Por Istmenia Ardila Díaz
isardiaz@gmail.com
Hay muchas formas de voluntariados en la sociedad, cada uno con su valor e importancia y ojalá que existieran muchos más para darle forma a eso que llamamos SOLIDARIDAD. Puede sonar cursi, pero no menos importante. Gracias a ella los pueblos han alcanzado los más altos grados de civilización y desarrollo e incluso sobrevivir ante los desastres, las tragedias, las emergencias y toda clase de crisis en algún momento de su existencia. Ejemplos hay por doquier y aquí mismo, muchos. Cuando esta se mueve por una noble causa despierta además los más bellos sentimientos. Contrario a ello, la insolidaridad es propia de mentes estrechas, egoístas e indiferentes y conduce a la insensibilidad. Por eso a través de estos voluntariados renovamos a diario el valor de este principio de vida.
Una de las organizaciones más tradicionales del país la ha encarnado por años: la Acción Comunal, interlocutora por excelencia entre la sociedad civil y el Estado, gestora de numerosas obras en todo el territorio nacional, especialmente carreteras, escuelas y puestos de salud en las zonas rurales a donde llevar una obra social nunca ha sido fácil. Pero como en todo, también tenemos lunares por doquier, porque la mística del ejercicio también se pierde y las prebendas de los políticos han hecho mella en la labor de control y gestión social que impulsan su causa. De allí la importancia de no ‘perderlas de vista’ para que el espíritu de su creación no desaparezca y la ingratitud que suele acompañar las causas que empuña tampoco contribuya a que se desfallezca en la defensa de los intereses generales a cambio de los de unos pocos.

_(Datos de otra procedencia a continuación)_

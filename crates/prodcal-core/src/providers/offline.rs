use time::macros::date;
use time::{Date, OffsetDateTime};

use super::{RulesFuture, RulesProvider};
use crate::rules::STANDARD_WEEK_REST_DAYS;
use crate::{DayType, Rules};

/// First day covered by the offline fallback.
pub const OFFLINE_EPOCH: Date = date!(2000 - 01 - 01);

/// How far past its reference date the fallback generates weekends.
pub const OFFLINE_HORIZON_YEARS: i32 = 5;

/// Weekend-only rules computed without any I/O.
///
/// Every Saturday and Sunday from [`OFFLINE_EPOCH`] through five years past
/// the reference date is recorded as [`DayType::RegularRest`].
#[derive(Debug, Clone, Copy)]
pub struct OfflineWeekendProvider {
    reference_date: Date,
}

impl OfflineWeekendProvider {
    /// Provider whose horizon is anchored at today's UTC date.
    pub fn new() -> Self {
        Self::with_reference_date(OffsetDateTime::now_utc().date())
    }

    pub const fn with_reference_date(reference_date: Date) -> Self {
        Self { reference_date }
    }

    /// Last day with a generated entry.
    pub fn horizon_end(&self) -> Date {
        let year = self.reference_date.year() + OFFLINE_HORIZON_YEARS;
        let month = self.reference_date.month();
        Date::from_calendar_date(year, month, self.reference_date.day())
            .or_else(|_| Date::from_calendar_date(year, month, 28))
            .unwrap_or(Date::MAX)
    }

    pub fn generate(&self) -> Rules {
        let mut rules = Rules::new();
        let end = self.horizon_end();
        let mut current = OFFLINE_EPOCH;

        while current <= end {
            if STANDARD_WEEK_REST_DAYS.contains(&current.weekday().number_from_monday()) {
                rules.add_day(
                    current.year(),
                    u8::from(current.month()),
                    current.day(),
                    DayType::RegularRest,
                );
            }
            match current.next_day() {
                Some(next) => current = next,
                None => break,
            }
        }

        rules.set_week_rest_days(STANDARD_WEEK_REST_DAYS);
        rules
    }
}

impl Default for OfflineWeekendProvider {
    fn default() -> Self {
        Self::new()
    }
}

impl RulesProvider for OfflineWeekendProvider {
    fn name(&self) -> &str {
        "offline_weekends"
    }

    fn is_offline(&self) -> bool {
        true
    }

    fn load_rules(&self) -> RulesFuture<'_> {
        Box::pin(async move { Ok(self.generate()) })
    }
}
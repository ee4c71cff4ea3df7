//! Rules providers.
//!
//! | Provider | I/O | Fails |
//! |----------|-----|-------|
//! | [`FeedRulesProvider`] | one concurrent fetch batch | when the batch or a decode fails |
//! | [`OfflineWeekendProvider`] | none | never |

mod offline;
mod remote;

use std::future::Future;
use std::pin::Pin;

pub use offline::{OfflineWeekendProvider, OFFLINE_EPOCH, OFFLINE_HORIZON_YEARS};
pub use remote::{FeedRulesProvider, DEFAULT_FEED_URL, DEFAULT_START_YEAR};

use crate::{CalendarError, Rules};

/// Future returned by [`RulesProvider::load_rules`].
pub type RulesFuture<'a> = Pin<Box<dyn Future<Output = Result<Rules, CalendarError>> + Send + 'a>>;

/// Source of a complete [`Rules`] set.
///
/// Implementations must be `Send + Sync` so a chain can be driven from any
/// task.
pub trait RulesProvider: Send + Sync {
    /// Short identifier used in logs and aggregate errors.
    fn name(&self) -> &str;

    /// Whether this provider only synthesizes weekends without real data.
    fn is_offline(&self) -> bool {
        false
    }

    /// Produce rules.
    ///
    /// # Errors
    ///
    /// Returns [`CalendarError::SourceUnavailable`] when the source cannot
    /// produce data.
    fn load_rules(&self) -> RulesFuture<'_>;
}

Entre otros voluntariados están los orientados a poblaciones vulnerables, como los ancianos, cada vez más escasos frente a una población cada vez más abandonada e ignorada por la sociedad misma, a la que el Estado les tira migajas creyendo que esto salva su cuota de responsabilidad.
Y qué decir de cuerpos civiles como los bomberos voluntarios. Allí si que todos debemos mirar. Para el caso de Popayán, hace varios meses que una ley tumbó el aporte que hacíamos los usuarios de la Empresa de Telecomunicaciones, pero siguen firmes, trabajando, aunque cunda la angustia y el ‘incendio’ financiero los devore por dentro. A diario los vemos actuar en cuanto accidente de tránsito ocurre- cada dia más crecientes-. Son los primeros en llegar, incluso para bajar un gatito del techo. Se han frustrado otros intentos en el Concejo Municipal como crear una sobretasa y ahora el alcalde anuncia que presentará una proyecto para financiarlos. Bienvenida la medida. No esperemos a que el incendio sea el nuestro. El ‘nomeimportismo’ nos puede salir caro en una ciudad con históricos y nuevos riesgos, nos puede pasar una cruda cuenta de cobro luego de meses de desfinanciamiento de un órgano civil como los bomberos. Eso sí, han rodado toda clase de chismes por ahí sobre el supuesto manejo de los recursos. Basta de murmuraciones, si hay quejas, formúlenlas, fundaméntenlas, pero no le neguemos el oxígeno a una institución que está al servicio de todos, que cualquier día podemos necesitar y siempre ha estado presta a servirnos. Apaguemos ese incendio, antes de que nos queme a todos.